Screening Donors, Fecal Microbiota Transplant Program in Ulcerative Colitis (FUEL)

March 15, 2022 updated by: Paul Moayyedi, Hamilton Health Sciences Corporation

Screening Donors for a Fecal Microbiota Transplant Program in Ulcerative Colitis: Evaluating Efficacy and Long-term Effects. The FUEL Study

The investigators intend to screen for new donors, given that there may a donor effect (PubMed ID: 25857665), with some donors not inducing remission in any patient whilst others inducing remission in 20-40% of cases. It is important to give UC patients participating in RCTs stool that has been demonstrated to be effective in some patients. We therefore propose to conduct an open label study in patients with active UC to ensure new donors are effective at inducing remission in some patients. Patients that have FMT will relapse within 18 months (PubMed ID: 25857665) although further FMT therapy induces remission so it is possible that maintenance FMT will result in long term remission, but this needs evaluation. We will therefore follow UC patients that have responded to FMT long term in this open label study.

Study Overview

Status

Not yet recruiting

Detailed Description

This is an open label study with all UC patients receiving FMT. Up to 200 patients with active UC will be recruited to the study.

Study Type

Interventional

Enrollment (Anticipated)

200

Phase

  • Not Applicable

Contacts and Locations

This section provides the contact details for those conducting the study, and information on where this study is being conducted.

Study Contact

  • Name: Melanie A Wolfe, CCRP
  • Phone Number: 22060 9055212100
  • Email: wolfe@hhsc.ca

Study Contact Backup

Study Locations

    • Ontario
      • Hamilton, Ontario, Canada, L8N 3Z5
        • Hamilton Health Sciences / McMaster University

Participation Criteria

Researchers look for people who fit a certain description, called eligibility criteria. Some examples of these criteria are a person's general health condition or prior treatments.

Eligibility Criteria

Ages Eligible for Study

18 years and older (Adult, Older Adult)

Accepts Healthy Volunteers

No

Genders Eligible for Study

All

Description

Inclusion Criteria:

  1. Patients aged 18 or over
  2. Active UC defined as a Mayo score (7) >3
  3. A Mayo endoscopic score (7) >0
  4. Females of child-bearing potential must be willing and able to use acceptable contraception as per Appendix III. II. b.
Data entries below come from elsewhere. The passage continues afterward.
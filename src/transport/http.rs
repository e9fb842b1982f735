//! JSON GET transport.
//!
//! The primary API sometimes answers with an HTML page instead of JSON. That
//! page means "service alive, nothing for you" and is surfaced as
//! [`Payload::ServiceAlive`] rather than an error.

use std::time::Duration;

use reqwest::header::{self, HeaderMap, HeaderValue};
use tracing::debug;

use super::TransportError;

/// Browser-like user agent; the catalog rejects obvious bots.
pub const BROWSER_USER_AGENT: &str = "Mozilla/5.0 (Windows NT 10.0; Win64; x64) AppleWebKit/537.36 (KHTML, like Gecko) Chrome/120.0.0.0 Safari/537.36";

/// Decoded body of a successful GET.
#[derive(Debug, Clone, PartialEq)]
pub enum Payload {
    Json(serde_json::Value),
    /// The endpoint answered with an HTML page.
    ServiceAlive,
}

impl Payload {
    /// The JSON body, or an empty object for the HTML sentinel.
    pub fn into_json(self) -> serde_json::Value {
        match self {
            Payload::Json(value) => value,
            Payload::ServiceAlive => serde_json::Value::Object(Default::default()),
        }
    }
}

/// Thin wrapper over a configured `reqwest::Client`.
#[derive(Clone)]
pub struct HttpTransport {
    client: reqwest::Client,
}

impl HttpTransport {
    /// Build a transport with catalog-friendly default headers.
    pub fn new(timeout: Duration, referer: Option<&str>) -> Self {
        let mut headers = HeaderMap::new();
        headers.insert(
            header::ACCEPT,
            HeaderValue::from_static("application/json, text/plain, */*"),
        );
        headers.insert(
            header::ACCEPT_LANGUAGE,
            HeaderValue::from_static("en-US,en;q=0.9"),
        );
        if let Some(referer) = referer.and_then(|r| HeaderValue::from_str(r).ok()) {
            headers.insert(header::REFERER, referer);
        }

        let client = reqwest::Client::builder()
            .gzip(true)
            .user_agent(BROWSER_USER_AGENT)
            .default_headers(headers)
            .timeout(timeout)
            .build()
            .unwrap_or_else(|e| {
                tracing::warn!("Falling back to default HTTP client: {}", e);
                reqwest::Client::new()
            });

        Self { client }
    }

    /// GET `url` with query parameters and decode the body.
    pub async fn get_json(
        &self,
        url: &str,
        params: &[(&str, String)],
    ) -> Result<Payload, TransportError> {
        debug!(url, ?params, "GET");

        let response = self
            .client
            .get(url)
            .query(params)
            .send()
            .await
            .map_err(|e| TransportError::Network {
                url: url.to_string(),
                reason: e.to_string(),
            })?;

        let status = response.status();
        if !status.is_success() {
            return Err(TransportError::Status {
                status: status.as_u16(),
                url: url.to_string(),
            });
        }

        let text = response.text().await.map_err(|e| TransportError::Network {
            url: url.to_string(),
            reason: e.to_string(),
        })?;

        decode_body(&text)
    }
}

/// Content-sniff a response body.
pub fn decode_body(text: &str) -> Result<Payload, TransportError> {
    if is_html(text) {
        return Ok(Payload::ServiceAlive);
    }

    match serde_json::from_str(text) {
        Ok(value) => Ok(Payload::Json(value)),
        Err(_) => {
            let lower = text.to_lowercase();
            if lower.contains("blocked") || lower.contains("forbidden") {
                Err(TransportError::Blocked)
            } else {
                let preview: String = text.chars().take(200).collect();
                debug!("Non-JSON response: {}...", preview);
                Err(TransportError::InvalidFormat)
            }
        }
    }
}

/// True when the body looks like an HTML document.
pub fn is_html(text: &str) -> bool {
    let trimmed = text.trim_start();
    trimmed.starts_with("<!DOCTYPE") || trimmed.starts_with("<!doctype") || trimmed.starts_with("<html")
}

#[cfg(test)]
mod tests {
    use super::*;

    #[test]
    fn test_html_is_service_alive() {
        let body = "  <!DOCTYPE html><html><body>ok</body></html>";
        assert_eq!(decode_body(body).unwrap(), Payload::ServiceAlive);
        assert_eq!(decode_body("<html></html>").unwrap(), Payload::ServiceAlive);
    }

    #[test]
    fn test_json_body() {
        let payload = decode_body(r#"{"songs": []}"#).unwrap();
        match payload {
            Payload::Json(value) => assert!(value["songs"].is_array()),
            Payload::ServiceAlive => panic!("expected JSON"),
        }
    }

    #[test]
    fn test_blocked_body_distinct_from_invalid() {
        assert_eq!(
            decode_body("Access Forbidden by policy"),
            Err(TransportError::Blocked)
        );
        assert_eq!(decode_body("your request was BLOCKED"), Err(TransportError::Blocked));
        assert_eq!(decode_body("garbage {"), Err(TransportError::InvalidFormat));
    }

    #[test]
    fn test_error_messages_differ() {
        assert_ne!(
            TransportError::Blocked.to_string(),
            TransportError::InvalidFormat.to_string()
        );
    }

    #[test]
    fn test_service_alive_into_json_is_empty_object() {
        let value = Payload::ServiceAlive.into_json();
        assert!(value.as_object().is_some_and(|o| o.is_empty()));
    }
}
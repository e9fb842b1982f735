//! Fallback catalog HTTP client
//!
//! Every lookup tries the deep link first (`link=`), then the id. Failures
//! are logged and reported as `None`; this client never returns an error.

use std::time::Duration;

use tracing::{debug, error, info};

use super::dto::Envelope;
use crate::catalog::domain::{CollectionKind, SourceResponse};
use crate::transport::HttpTransport;

/// Default fallback host.
pub const DEFAULT_BASE_URL: &str = "https://jiosavanwave.vercel.app";

/// How a lookup identifies its target.
#[derive(Debug, Clone, Copy, PartialEq, Eq)]
pub enum LookupKey<'a> {
    Link(&'a str),
    Id(&'a str),
    /// Songs are looked up by `ids`
    Ids(&'a str),
}

impl LookupKey<'_> {
    fn param(&self) -> (&'static str, String) {
        match self {
            LookupKey::Link(url) => ("link", url.to_string()),
            LookupKey::Id(id) => ("id", id.to_string()),
            LookupKey::Ids(ids) => ("ids", ids.to_string()),
        }
    }
}

/// Fallback API client
#[derive(Clone)]
pub struct FallbackClient {
    transport: HttpTransport,
    base_url: String,
}

impl FallbackClient {
    pub fn new(base_url: &str, timeout: Duration) -> Self {
        Self {
            transport: HttpTransport::new(timeout, None),
            base_url: base_url.trim_end_matches('/').to_string(),
        }
    }

    /// Album or playlist page, `page` 0-based.
    pub async fn get_collection(
        &self,
        kind: CollectionKind,
        id: &str,
        url: Option<&str>,
        page: u32,
        limit: u32,
    ) -> Option<SourceResponse> {
        let endpoint = match kind {
            CollectionKind::Album => "albums",
            CollectionKind::Playlist => "playlists",
        };
        let paging = [("page", page.to_string()), ("limit", limit.to_string())];

        self.lookup(endpoint, url, LookupKey::Id(id), &paging).await
    }

    /// Artist top songs and albums, most popular first.
    pub async fn get_artist(
        &self,
        id: &str,
        page: u32,
        song_count: u32,
        album_count: u32,
        url: Option<&str>,
    ) -> Option<SourceResponse> {
        let extra = [
            ("page", page.to_string()),
            ("songCount", song_count.to_string()),
            ("albumCount", album_count.to_string()),
            ("sortBy", "popularity".to_string()),
            ("sortOrder", "desc".to_string()),
        ];

        self.lookup("artists", url, LookupKey::Id(id), &extra).await
    }

    pub async fn get_song(&self, id: &str, url: Option<&str>) -> Option<SourceResponse> {
        self.lookup("songs", url, LookupKey::Ids(id), &[]).await
    }

    async fn lookup(
        &self,
        endpoint: &str,
        url: Option<&str>,
        key: LookupKey<'_>,
        extra: &[(&'static str, String)],
    ) -> Option<SourceResponse> {
        if let Some(link) = url.filter(|u| !u.is_empty()) {
            if let Some(data) = self.request(endpoint, LookupKey::Link(link), extra).await {
                info!("Fallback {} resolved by link", endpoint);
                return Some(SourceResponse::fallback(data));
            }
            debug!("Fallback {} link lookup failed, trying {:?}", endpoint, key);
        }

        self.request(endpoint, key, extra)
            .await
            .map(SourceResponse::fallback)
    }

    async fn request(
        &self,
        endpoint: &str,
        key: LookupKey<'_>,
        extra: &[(&'static str, String)],
    ) -> Option<serde_json::Value> {
        let url = format!("{}/api/{}", self.base_url, endpoint);
        let mut params = vec![key.param()];
        params.extend(extra.iter().cloned());

        let payload = match self.transport.get_json(&url, &params).await {
            Ok(payload) => payload,
            Err(e) => {
                error!("Fallback request to {} failed: {}", url, e);
                return None;
            }
        };

        let envelope: Envelope = match serde_json::from_value(payload.into_json()) {
            Ok(envelope) => envelope,
            Err(e) => {
                error!("Fallback response from {} is not an envelope: {}", url, e);
                return None;
            }
        };

        let data = envelope.into_data();
        if data.is_none() {
            debug!("Fallback {} reported no data for {:?}", endpoint, key);
        }
        data
    }
}

impl Default for FallbackClient {
    fn default() -> Self {
        Self::new(DEFAULT_BASE_URL, Duration::from_secs(30))
    }
}

#[cfg(test)]
mod tests {
    use super::*;

    #[test]
    fn test_lookup_key_params() {
        assert_eq!(LookupKey::Link("u").param(), ("link", "u".to_string()));
        assert_eq!(LookupKey::Id("1").param(), ("id", "1".to_string()));
        assert_eq!(LookupKey::Ids("2").param(), ("ids", "2".to_string()));
    }

    #[tokio::test]
    async fn test_network_failure_is_none() {
        let client = FallbackClient::new("http://127.0.0.1:9", Duration::from_secs(2));
        assert!(client.get_song("abc", None).await.is_none());
        assert!(
            client
                .get_collection(CollectionKind::Album, "1", Some("https://x/album/a/1"), 0, 20)
                .await
                .is_none()
        );
    }
}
Toxicity section of the Health Canada Guidance

Exclusion Criteria:

  1. Participating in another intervention study for UC
  2. Unable to give informed consent
  3. Severe comorbid medical illness
  4. Severe UC requiring hospitalization.
  5. Increase in medical therapy for UC in the last 12 weeks. Continued treatment with 5-ASA, azathioprine, 6-mercaptopurine or anti-TNF therapy (e.g. infliximab) will be permitted if taken at stable dose for ≥12 weeks prior to randomization. Relapse on a stable dose (same dose for at least 2 weeks) or a tapering dose of steroids will also be permitted provided the dose of steroid is not increased again. Stable intake of probiotic therapy also permitted.
  6. Antibiotic therapy in the last 30 days.
  7. Pregnant women.
  8. Patients with clinically significant hepatic dysfunction at the time of screening: ALT > 5 times the upper normal range.
  9. Patients with clinically significant renal dysfunction at the time of screening: serum creatinine > 300 µmol/L
  10. Any condition, in the opinion of the investigator, that the treatment may pose a health risk to the subject.

Study Plan

This section provides details of the study plan, including how the study is designed and what the study is measuring.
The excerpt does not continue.